Le premier point de divergence entre Keynes et les auteurs classiques était ainsi d’ordre pratique et politique. Il y a une question plus importante sur le plan théorique, qui est de savoir ce qui se passe si les salaires nominaux peuvent baisser indéfiniment. L’argument central de Keynes est que, même si les salaires nominaux sont flexibles à la baisse en période de chômage, les prix peuvent baisser dans la même proportion, en sorte que les salaires réels et l’emploi ne varient pas et que le chômage n’est pas résorbé. La loi de Say serait ainsi mise en échec. C’est ce que l’on appelle la « trappe à liquidités ». Or, cette analyse, qui peut se révéler pertinente, à la rigueur, dans la très courte période (six à neuf mois, selon Schumpeter), en raison des délais d’ajustement, est inopérante à plus long terme, comme l’avait déjà montré, à l’époque de Keynes, l’économiste anglais Pigou. Car, dans l’hypothèse évoquée, les prix seraient indéterminés et devraient baisser indéfiniment. Il y aurait donc un effet de richesse qui conduirait au plein-emploi (c’est ce que l’on appelle l’effet Pigou). Serge-Christophe Kolm cite à ce propos une anecdote qu’il tient de Paul Samuelson : le Pr Leontieff, autre prix Nobel d’économie, brandit une pièce d’un cent et s’écrit : « Bien sûr que si, les chômeurs seront tous embauchés quand leurs salaires auront assez baissé, car je les emploierai moi-même avec ça. »

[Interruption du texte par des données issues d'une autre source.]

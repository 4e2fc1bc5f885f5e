#![allow(dead_code)]

//! Shared helpers for integration tests: in-process mock servers for the
//! hermetic suites, and the setup/teardown lifecycle for the docker suites.

use axum::Router;
use parking_lot::Mutex;
use reporter_harness::logging;
use reporter_harness::models::{OutputFormat, TemplateResponse};
use reporter_harness::scenario::ScenarioRunner;
use reporter_harness::{
    CancellationToken, CompositeFault, ErrorKind, Fault, HarnessConfig, HarnessError, HttpProbeClient, Infrastructure,
    ProbeConfig, Result, ScenarioReport, ServiceSupervisor,
};
use std::net::SocketAddr;
use std::sync::Arc;
use std::time::Duration;

/// Serve `app` on an ephemeral loopback port
pub async fn spawn_mock(app: Router) -> SocketAddr {
    let listener = tokio::net::TcpListener::bind("127.0.0.1:0").await.unwrap();
    let addr = listener.local_addr().unwrap();
    tokio::spawn(async move {
        axum::serve(listener, app).await.unwrap();
    });
    addr
}

/// Probe settings that keep hermetic tests fast
pub fn fast_probe_config() -> ProbeConfig {
    ProbeConfig {
        timeout: Duration::from_secs(2),
        max_attempts: 3,
        base_backoff: Duration::from_millis(10),
        poll_interval: Duration::from_millis(20),
    }
}

/// Running dependencies, services and a client pointed at the API
pub struct Suite {
    pub config: HarnessConfig,
    pub infra: Arc<Infrastructure>,
    pub supervisor: Arc<ServiceSupervisor>,
    pub client: HttpProbeClient,
    pub cancel: CancellationToken,
}

impl Suite {
    /// Boot everything for one test binary. With `through_proxy` the services
    /// reach every dependency via the fault proxy.
    pub async fn setup(suite: &str, through_proxy: bool) -> Result<Self> {
        logging::init_for_tests();
        let config = HarnessConfig::for_suite(suite)?;
        let cancel = CancellationToken::new();
        let infra = Arc::new(Infrastructure::start(config.clone(), &cancel).await?);

        let started = async {
            let endpoints = if through_proxy {
                infra.start_proxy(&cancel).await?;
                infra.endpoints_via_proxy().await?
            } else {
                infra.connection_config()?
            };
            let supervisor = ServiceSupervisor::start(&config.services, &endpoints, &cancel).await?;

            let probe_config = ProbeConfig {
                poll_interval: config.chaos.poll_interval,
                ..ProbeConfig::default()
            };
            let mut client = HttpProbeClient::new(&supervisor.base_url(), probe_config)?;
            if let Some(token) = &config.services.auth_token {
                client = client.with_bearer_token(token)?;
            }
            Ok::<_, HarnessError>((Arc::new(supervisor), client))
        }
        .await;

        match started {
            Ok((supervisor, client)) => Ok(Self {
                config,
                infra,
                supervisor,
                client,
                cancel,
            }),
            Err(e) => {
                let _ = infra.stop(&CancellationToken::new()).await;
                Err(e)
            }
        }
    }

    pub fn runner(&self) -> ScenarioRunner {
        ScenarioRunner::new(self.config.chaos.phase_timeouts, self.cancel.clone())
    }

    /// Services first, then infrastructure; both always attempted
    pub async fn teardown(self) -> Result<()> {
        let cleanup = CancellationToken::new();
        let services = self.supervisor.stop(&cleanup).await;
        let infra = self.infra.stop(&cleanup).await;
        services.and(infra)
    }
}

/// Only a missing docker daemon or missing service binaries skip a suite;
/// adapter, topology and readiness failures abort it
pub fn is_skippable(err: &HarnessError) -> bool {
    err.kind() == ErrorKind::PreconditionUnmet
}

/// `None` (with a note) when docker or the service binaries are missing
pub async fn setup_or_skip(suite: &str, through_proxy: bool) -> Option<Suite> {
    match Suite::setup(suite, through_proxy).await {
        Ok(suite) => Some(suite),
        Err(e) if is_skippable(&e) => {
            eprintln!("skipping {}: {}", suite, e);
            None
        }
        Err(e) => panic!("suite {} failed to start: {}", suite, e),
    }
}

/// Upload a trivial TXT template and return its id
pub async fn create_template(client: &HttpProbeClient, cancel: &CancellationToken) -> Result<String> {
    let resp = client
        .upload_template(&b"Report generated"[..], OutputFormat::Txt, "chaos baseline", cancel)
        .await?
        .error_for_status()?;
    let template: TemplateResponse = resp.json()?;
    Ok(template.id)
}

/// Print the report, tear down, then fail the test if the scenario failed
pub async fn conclude(suite: Suite, report: ScenarioReport) {
    eprintln!("{}", report);
    let teardown = suite.teardown().await;
    if let Err(e) = report.into_result() {
        panic!("scenario failed: {}", e);
    }
    teardown.unwrap();
}

/// Faults a scenario has applied, so Restore can undo them in reverse
#[derive(Default)]
pub struct FaultSlot {
    applied: Mutex<Vec<Arc<dyn Fault>>>,
}

impl FaultSlot {
    /// Recorded before applying, so a half-applied fault is still reverted
    pub async fn apply(&self, fault: Box<dyn Fault>, cancel: &CancellationToken) -> Result<()> {
        let fault: Arc<dyn Fault> = Arc::from(fault);
        self.applied.lock().push(fault.clone());
        fault.apply(cancel).await
    }

    pub async fn revert_all(&self, cancel: &CancellationToken) -> Result<()> {
        let applied: Vec<Box<dyn Fault>> = self
            .applied
            .lock()
            .drain(..)
            .map(|f| Box::new(f) as Box<dyn Fault>)
            .collect();
        CompositeFault::new(applied).revert(cancel).await
    }

    pub fn describe(&self) -> String {
        let applied = self.applied.lock();
        if applied.is_empty() {
            "none yet".to_string()
        } else {
            applied.iter().map(|f| f.describe()).collect::<Vec<_>>().join(" + ")
        }
    }
}

/// Holds the last report status a scenario observed
#[derive(Default)]
pub struct LastStatus(Mutex<Option<String>>);

impl LastStatus {
    pub fn set(&self, status: impl ToString) {
        *self.0.lock() = Some(status.to_string());
    }

    pub fn get(&self) -> Option<String> {
        self.0.lock().clone()
    }
}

Il y avait donc un vice originel dans la théorie keynésienne, et ses défauts sont apparus de plus en plus nettement, ce qui a favorisé un nouvel essor des idées libérales, notamment de celles de l’école autrichienne de Mises et Hayek. Quoi que l’on en dise parfois, l’économie est une science expérimentale ; mais les expériences n’ont pas lieu en laboratoire, elles ont un effet sur le niveau de vie et le bonheur des gens. Quand on applique une théorie aberrante, on en paye les conséquences, comme les malheureux Russes s’en sont aperçus après 1917, ainsi que les Anglais, à un moindre degré, avant Madame Thatcher. Depuis une vingtaine d’années, les idées libérales s’imposent de plus en plus en économie, malgré la résistance acharnée de leurs adversaires socialistes. On nous parlait encore, il y a quelques années, des deux capitalismes, le capitalisme anglo-saxon et le « capitalisme rhénan », celui de l’Allemagne. Ce dernier, que l’on nous vantait, et qui était en fait une forme de social-démocratie, un mélange de socialisme et de libéralisme, n’est plus en vogue. Il en va de même pour le « modèle japonais », et plus généralement pour le « modèle asiatique », qui étaient censés apporter une autre solution. Après une période de très forte croissance qui a permis à ces pays de sortir de la misère, ils connaissent eux aussi de graves difficultés, quand ils arrivent à un certain niveau de développement et que l’effet d’imitation joue moins.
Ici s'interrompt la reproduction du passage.